My Photo
Subscribe in a reader

Recent Comments

Categories


« Lancope and Montego Networks Does VM2VM Visibility with Netflow | Main | Virtual Security NIC - Concept »

June 22, 2008

Comments

Feed You can follow this conversation by subscribing to the comment feed for this post.

Benjamin Wright

John: Although I agree security is important, sometimes the media make a bigger deal about break-ins (such as the one at TJX) than is warranted. --Ben http://hack-igations.blogspot.com/2008/04/more-on-tjx-data-breach-and-federal.html

John Peterson

Absolutely! The media does make things out to be bigger than they are. For this reason its even more important to safeguard your "virtual networks" in the way I am describing. Because a corporation not only runs the risk of lost revenue, customer dissatisfaction but runs the risk of public embarrassment and affects on reputation and brand. The media can be down right nasty. So, avoid all the drama I say and secure to the fullest.

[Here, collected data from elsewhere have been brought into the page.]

//! The Z-machine version byte and everything keyed off it.

use std::fmt;

/// A Z-machine version in the range 1..=8.
///
/// The version decides opcode availability, routine alignment, the
/// packed-address denominator, header layout, and a handful of encoding
/// details scattered through the standard. It is passed by value
/// everywhere; it is one byte.
#[derive(Clone, Copy, Debug, PartialEq, Eq, PartialOrd, Ord)]
pub struct Version(u8);

impl Version {
    /// The default version historical tooling assumes.
    pub const V3: Self = Version(3);

    /// Create a version, checking the supported range.
    pub fn new(n: u8) -> Option<Self> {
        if (1..=8).contains(&n) {
            Some(Version(n))
        } else {
            None
        }
    }

    /// The raw version byte, as stored at header offset 0.
    pub fn number(self) -> u8 {
        self.0
    }

    /// Required alignment of routine start addresses, in bytes.
    pub fn alignment(self) -> u32 {
        match self.0 {
            1..=3 => 2,
            4..=7 => 4,
            _ => 8,
        }
    }

    /// The denominator used to convert byte addresses of routines and
    /// strings into packed addresses.
    pub fn pack_divisor(self) -> u32 {
        self.alignment()
    }

    /// The divisor applied to the file length stored at header offset
    /// 0x1A. Note that V7 diverges from `pack_divisor` here.
    pub fn length_divisor(self) -> u32 {
        match self.0 {
            1..=3 => 2,
            4 | 5 => 4,
            _ => 8,
        }
    }

    /// Maximum number of arguments a routine call can pass.
    pub fn max_call_args(self) -> usize {
        if self.0 <= 3 {
            3
        } else {
            7
        }
    }

    /// Whether routine headers carry inline initial-value words for the
    /// locals.
    pub fn has_local_defaults(self) -> bool {
        self.0 <= 4
    }

    /// Whether the header carries the V6/V7 routines- and strings-offset
    /// words at 0x28 and 0x2A.
    pub fn has_region_offsets(self) -> bool {
        self.0 == 6 || self.0 == 7
    }

    /// Highest representable object number.
    pub fn max_objects(self) -> u32 {
        if self.0 <= 3 {
            255
        } else {
            65535
        }
    }

    /// True when `self` is at least `n`.
    pub fn at_least(self, n: u8) -> bool {
        self.0 >= n
    }

    /// True when `self` is at most `n`.
    pub fn at_most(self, n: u8) -> bool {
        self.0 <= n
    }
}

impl Default for Version {
    fn default() -> Self {
        Version::V3
    }
}

impl fmt::Display for Version {
    fn fmt(&self, f: &mut fmt::Formatter) -> fmt::Result {
        write!(f, "V{}", self.0)
    }
}

#[cfg(test)]
mod tests {
    use super::*;

    #[test]
    fn range() {
        assert!(Version::new(0).is_none());
        assert!(Version::new(9).is_none());
        assert_eq!(Version::new(8).unwrap().number(), 8);
    }

    #[test]
    fn alignment_and_divisors() {
        let v = |n| Version::new(n).unwrap();
        assert_eq!(v(3).alignment(), 2);
        assert_eq!(v(4).alignment(), 4);
        assert_eq!(v(7).alignment(), 4);
        assert_eq!(v(8).alignment(), 8);
        // The length divisor is not the packing divisor in V7.
        assert_eq!(v(7).length_divisor(), 8);
        assert_eq!(v(5).length_divisor(), 4);
        assert_eq!(v(3).length_divisor(), 2);
    }
}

This blog topic was in no way targeted at TJ Max however, it is a valid example of how hackers can penetrate your network if you are taking the stance of "well, it hasn't been done this way before..." and therefore not introducing something new to safeguard your networks.

-John Peterson

Christofer Hoff

John:

Your example, while defined as being high-level, assume that I'd mix web front-end, application and database servers running in VM's in the same host.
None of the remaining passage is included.